▸ **RECORDS FOR THIS TASK**
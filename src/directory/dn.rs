//! Deterministic directory DN construction.
//!
//! The DN is a pure function of (fingerprint, type, country) plus the
//! configured base, so every entry is reproducible from its database row
//! without stored directory state. All components are ASCII (the
//! fingerprint is hex), so no DN escaping is required.

use crate::models::CertType;

/// The four directory subtrees.
#[derive(Debug, Clone, Copy, PartialEq, Eq, Hash)]
pub enum DirectoryKind {
    Csca,
    Dsc,
    DscNc,
    Crl,
}

impl DirectoryKind {
    /// Organisational unit component.
    pub fn ou(&self) -> &'static str {
        match self {
            DirectoryKind::Csca => "csca",
            DirectoryKind::Dsc => "dsc",
            DirectoryKind::DscNc => "dsc_nc",
            DirectoryKind::Crl => "crl",
        }
    }

    /// Container: conformant material under dc=data, non-conformant under
    /// dc=nc-data.
    pub fn container(&self) -> &'static str {
        match self {
            DirectoryKind::DscNc => "dc=nc-data",
            _ => "dc=data",
        }
    }

    pub fn for_cert_type(cert_type: CertType) -> Option<DirectoryKind> {
        match cert_type {
            CertType::Csca => Some(DirectoryKind::Csca),
            CertType::Dsc => Some(DirectoryKind::Dsc),
            CertType::DscNc => Some(DirectoryKind::DscNc),
            // List signers and link certificates are not published.
            CertType::Mlsc | CertType::Link | CertType::DvlSigner => None,
        }
    }

    pub fn all() -> [DirectoryKind; 4] {
        [
            DirectoryKind::Csca,
            DirectoryKind::Dsc,
            DirectoryKind::DscNc,
            DirectoryKind::Crl,
        ]
    }
}

impl std::fmt::Display for DirectoryKind {
    fn fmt(&self, f: &mut std::fmt::Formatter<'_>) -> std::fmt::Result {
        f.write_str(self.ou())
    }
}

/// `<container>,<base>` - e.g. `dc=data,dc=pkd,dc=local`.
pub fn container_dn(base: &str, kind: DirectoryKind) -> String {
    format!("{},{}", kind.container(), base)
}

/// `c=<country>,<container>,<base>`.
pub fn country_dn(base: &str, kind: DirectoryKind, country: &str) -> String {
    format!("c={},{}", country, container_dn(base, kind))
}

/// `o=<ou>,c=<country>,<container>,<base>`.
pub fn ou_dn(base: &str, kind: DirectoryKind, country: &str) -> String {
    format!("o={},{}", kind.ou(), country_dn(base, kind, country))
}

/// Leaf DN: `cn=<fingerprint>,o=<ou>,c=<country>,<container>,<base>`.
pub fn entry_dn(base: &str, kind: DirectoryKind, country: &str, fingerprint: &str) -> String {
    format!("cn={},{}", fingerprint, ou_dn(base, kind, country))
}

#[cfg(test)]
mod tests {
    use super::*;

    const BASE: &str = "dc=pkd,dc=local";

    #[test]
    fn dn_shapes() {
        let fp = "ab".repeat(32);
        assert_eq!(
            entry_dn(BASE, DirectoryKind::Csca, "NL", &fp),
            format!("cn={fp},o=csca,c=NL,dc=data,dc=pkd,dc=local")
        );
        assert_eq!(
            entry_dn(BASE, DirectoryKind::DscNc, "DE", &fp),
            format!("cn={fp},o=dsc_nc,c=DE,dc=nc-data,dc=pkd,dc=local")
        );
        assert_eq!(
            entry_dn(BASE, DirectoryKind::Crl, "FR", &fp),
            format!("cn={fp},o=crl,c=FR,dc=data,dc=pkd,dc=local")
        );
    }

    #[test]
    fn dn_is_deterministic() {
        let fp = "cd".repeat(32);
        let a = entry_dn(BASE, DirectoryKind::Dsc, "KR", &fp);
        let b = entry_dn(BASE, DirectoryKind::Dsc, "KR", &fp);
        assert_eq!(a, b);
    }

    #[test]
    fn unpublished_types_have_no_kind() {
        assert!(DirectoryKind::for_cert_type(CertType::Mlsc).is_none());
        assert!(DirectoryKind::for_cert_type(CertType::Link).is_none());
        assert_eq!(
            DirectoryKind::for_cert_type(CertType::DscNc),
            Some(DirectoryKind::DscNc)
        );
    }
}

▸ **ACTIVITY**
Wherever "local" turns up in the records, copy the whole line.

▸ **COMPLETED EXERCISE**
/// `<container>,<base>` - e.g. `dc=data,dc=pkd,dc=local`.
    const BASE: &str = "dc=pkd,dc=local";
            format!("cn={fp},o=csca,c=NL,dc=data,dc=pkd,dc=local")
            format!("cn={fp},o=dsc_nc,c=DE,dc=nc-data,dc=pkd,dc=local")
            format!("cn={fp},o=crl,c=FR,dc=data,dc=pkd,dc=local")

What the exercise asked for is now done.